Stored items
·····

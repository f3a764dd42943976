//! Providers - typed results passed between build steps.
//!
//! A step returns a list of providers; steps downstream pick out the kinds
//! they understand with the helpers below and ignore everything else.
//! Providers are shared behind `Arc` and never mutated once returned.

use std::collections::BTreeSet;
use std::fmt;
use std::sync::atomic::{AtomicUsize, Ordering};
use std::sync::Arc;

use serde_json::Value;

use crate::build::file::File;

#[derive(Debug, Clone)]
pub enum Provider {
    Default(Arc<DefaultInfo>),
    ExternalModules(Arc<ExternalModuleInfo>),
    Custom(Arc<CustomProvider>),
}

impl Provider {
    pub fn default_info(info: DefaultInfo) -> Self {
        Provider::Default(Arc::new(info))
    }

    pub fn external_modules(info: ExternalModuleInfo) -> Self {
        Provider::ExternalModules(Arc::new(info))
    }

    pub fn custom(kind: &ProviderKind, payload: Value) -> Self {
        Provider::Custom(Arc::new(CustomProvider {
            kind: kind.clone(),
            payload,
        }))
    }

    /// Whether both refer to the same provider instance.
    pub fn is_same(&self, other: &Provider) -> bool {
        match (self, other) {
            (Provider::Default(a), Provider::Default(b)) => Arc::ptr_eq(a, b),
            (Provider::ExternalModules(a), Provider::ExternalModules(b)) => Arc::ptr_eq(a, b),
            (Provider::Custom(a), Provider::Custom(b)) => Arc::ptr_eq(a, b),
            _ => false,
        }
    }

    pub fn kind_name(&self) -> &str {
        match self {
            Provider::Default(_) => "DefaultInfo",
            Provider::ExternalModules(_) => "ExternalModuleInfo",
            Provider::Custom(custom) => custom.kind.name(),
        }
    }
}

/// Concatenate provider lists, dropping instances already seen.
pub fn merge_unique<'a>(lists: impl IntoIterator<Item = &'a [Provider]>) -> Vec<Provider> {
    let mut merged: Vec<Provider> = Vec::new();
    for list in lists {
        for provider in list {
            if !merged.iter().any(|p| p.is_same(provider)) {
                merged.push(provider.clone());
            }
        }
    }
    merged
}

/// Output files of a step.
#[derive(Debug, Clone, Default, PartialEq, Eq)]
pub struct DefaultInfo {
    pub files: Vec<File>,
    pub executables: Vec<File>,
}

impl DefaultInfo {
    pub fn with_files(files: Vec<File>) -> Self {
        DefaultInfo {
            files,
            executables: Vec::new(),
        }
    }

    /// Every file of every `DefaultInfo` in `providers`.
    pub fn files(providers: &[Provider]) -> Vec<File> {
        providers
            .iter()
            .filter_map(|p| match p {
                Provider::Default(info) => Some(info.files.iter().cloned()),
                _ => None,
            })
            .flatten()
            .collect()
    }

    pub fn executables(providers: &[Provider]) -> Vec<File> {
        providers
            .iter()
            .filter_map(|p| match p {
                Provider::Default(info) => Some(info.executables.iter().cloned()),
                _ => None,
            })
            .flatten()
            .collect()
    }

    /// Collapse every `DefaultInfo` in `providers` into one.
    pub fn aggregate(providers: &[Provider]) -> Self {
        DefaultInfo {
            files: Self::files(providers),
            executables: Self::executables(providers),
        }
    }
}

/// External module names a target needs at runtime.
#[derive(Debug, Clone, Default, PartialEq, Eq)]
pub struct ExternalModuleInfo {
    pub module_names: BTreeSet<String>,
}

impl ExternalModuleInfo {
    pub fn new(names: impl IntoIterator<Item = impl Into<String>>) -> Self {
        ExternalModuleInfo {
            module_names: names.into_iter().map(Into::into).collect(),
        }
    }

    pub fn module_names(providers: &[Provider]) -> BTreeSet<String> {
        providers
            .iter()
            .filter_map(|p| match p {
                Provider::ExternalModules(info) => Some(info.module_names.iter().cloned()),
                _ => None,
            })
            .flatten()
            .collect()
    }

    pub fn aggregate(providers: &[Provider]) -> Self {
        ExternalModuleInfo {
            module_names: Self::module_names(providers),
        }
    }
}

static NEXT_KIND: AtomicUsize = AtomicUsize::new(0);

/// A provider kind declared outside this crate.
///
/// Kinds compare by identity: declaring the same name twice yields two
/// distinct kinds.
#[derive(Clone)]
pub struct ProviderKind {
    id: usize,
    name: &'static str,
}

impl ProviderKind {
    pub fn declare(name: &'static str) -> Self {
        ProviderKind {
            id: NEXT_KIND.fetch_add(1, Ordering::Relaxed),
            name,
        }
    }

    pub fn name(&self) -> &'static str {
        self.name
    }
}

impl PartialEq for ProviderKind {
    fn eq(&self, other: &Self) -> bool {
        self.id == other.id
    }
}

impl Eq for ProviderKind {}

impl fmt::Debug for ProviderKind {
    fn fmt(&self, f: &mut fmt::Formatter<'_>) -> fmt::Result {
        write!(f, "ProviderKind({}#{})", self.name, self.id)
    }
}

#[derive(Debug, Clone)]
pub struct CustomProvider {
    pub kind: ProviderKind,
    pub payload: Value,
}

impl CustomProvider {
    /// Payloads of every provider of `kind`.
    pub fn of_kind<'a>(providers: &'a [Provider], kind: &ProviderKind) -> Vec<&'a Value> {
        providers
            .iter()
            .filter_map(|p| match p {
                Provider::Custom(custom) if custom.kind == *kind => Some(&custom.payload),
                _ => None,
            })
            .collect()
    }
}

·····

• **ACTION ITEM**: Copy the lines above exactly, from the very first through the one containing "instances already seen.", and include no other line.

• **TASK RESULT**:
repository f3a764dd42943976
//! Providers - typed results passed between build steps.
//!
//! A step returns a list of providers; steps downstream pick out the kinds
//! they understand with the helpers below and ignore everything else.
//! Providers are shared behind `Arc` and never mutated once returned.

use std::collections::BTreeSet;
use std::fmt;
use std::sync::atomic::{AtomicUsize, Ordering};
use std::sync::Arc;

use serde_json::Value;

use crate::build::file::File;

#[derive(Debug, Clone)]
pub enum Provider {
    Default(Arc<DefaultInfo>),
    ExternalModules(Arc<ExternalModuleInfo>),
    Custom(Arc<CustomProvider>),
}

impl Provider {
    pub fn default_info(info: DefaultInfo) -> Self {
        Provider::Default(Arc::new(info))
    }

    pub fn external_modules(info: ExternalModuleInfo) -> Self {
        Provider::ExternalModules(Arc::new(info))
    }

    pub fn custom(kind: &ProviderKind, payload: Value) -> Self {
        Provider::Custom(Arc::new(CustomProvider {
            kind: kind.clone(),
            payload,
        }))
    }

    /// Whether both refer to the same provider instance.
    pub fn is_same(&self, other: &Provider) -> bool {
        match (self, other) {
            (Provider::Default(a), Provider::Default(b)) => Arc::ptr_eq(a, b),
            (Provider::ExternalModules(a), Provider::ExternalModules(b)) => Arc::ptr_eq(a, b),
            (Provider::Custom(a), Provider::Custom(b)) => Arc::ptr_eq(a, b),
            _ => false,
        }
    }

    pub fn kind_name(&self) -> &str {
        match self {
            Provider::Default(_) => "DefaultInfo",
            Provider::ExternalModules(_) => "ExternalModuleInfo",
            Provider::Custom(custom) => custom.kind.name(),
        }
    }
}

/// Concatenate provider lists, dropping instances already seen.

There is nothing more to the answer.